Hyper-V Series: NUMA configuration after VM migration between hosts

Hyper-V Server

In the past I wrote an article about Non-Uniform Memory Access (NUMA), the system architecture that is used with multiprocessor designs to connect CPU and RAM is the same bus, the result is low latency and great performance. Local memory is the memory that is on the same node as the CPU currently running the thread. Every couple CPU/RAM is called NUMA Nodes.

Figure 1 – NUMA Architecture

The system attempts to improve performance by scheduling threads on processors that are in the same node as the memory being used. It attempts to satisfy memory-allocation requests from within the node, but will allocate memory from other nodes if necessary. It also provides an API to make the topology of the system available to applications. You can improve the performance of your applications  by using the NUMA functions to optimize scheduling and memory usage.

If you want learn more, check the full article: Hyper-V Series: Configure NUMA

Virtual Machine Migration

NUMA is good in majority of cases but could be dangerous when we move a virtual machine from an host to another one, in particular when the two servers are different from hardware configuration prospective. The risk is to under-estimate or over-estimate the resources that each single VM can request to Hyper-V host and this is not good for performance.

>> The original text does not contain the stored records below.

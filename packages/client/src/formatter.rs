//! Message formatting utilities for client display.

use dengon_server::infrastructure::dto::{
    MessageDto,
    websocket::{BroadcastEventMessage, EventType},
};

/// Message formatter for client display
pub struct MessageFormatter;

impl MessageFormatter {
    /// Format one broadcast frame
    ///
    /// ```text
    /// + [2025-01-01T00:00:00.000Z] @ann: hi
    ///   id: 6f1c...
    /// ```
    pub fn format_event(event: &BroadcastEventMessage) -> String {
        let marker = match event.r#type {
            EventType::Created => '+',
            EventType::Edited => '~',
            EventType::Deleted => '-',
        };
        Self::format_record(marker, &event.message)
    }

    fn format_record(marker: char, message: &MessageDto) -> String {
        format!(
            "{} [{}] @{}: {}\n  id: {}\n",
            marker, message.timestamp, message.sender_name, message.content, message.id
        )
    }

    /// Format a text frame that is not a broadcast event
    pub fn format_raw_message(text: &str) -> String {
        format!("? {}\n", text)
    }

    /// Format a binary message notification
    pub fn format_binary_message(byte_count: usize) -> String {
        format!("? <{} bytes of binary data>\n", byte_count)
    }
}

In this case, I had virtual machine into a host with x2 CPU based on Intel Gold Series 52xx with 128GB RAM; the NUMA was configured as showed in figure 2.

Figure 1 – NUMA on Host 1

I moved the object to host with x2 CPU based on Intel Gold Series 62xx with 768GB RAM. After migration the configuration remained the same so, as I said, the performance can impact to the guest machine. To fix this is necessary turn-off the VM and edit the vCPU configuration in Hyper-V Manager, or Failover Cluster Manager, and clicking on button Use Hardware Topology.

The result is the hardware update – figure 3 – based on new host configuration.

Figure 3 – NUMA on Host 2

Conclusion

Is very important check this configuration when you move virtual machines from an host to another but this is necessary only in these scenarios:

  • From standalone host to Cluster
  • From Cluster to standalone host
  • From standalone host to standalone host

Between hosts of same cluster is not necessary because each node must have the same configuration to be validated, in order to be used in production.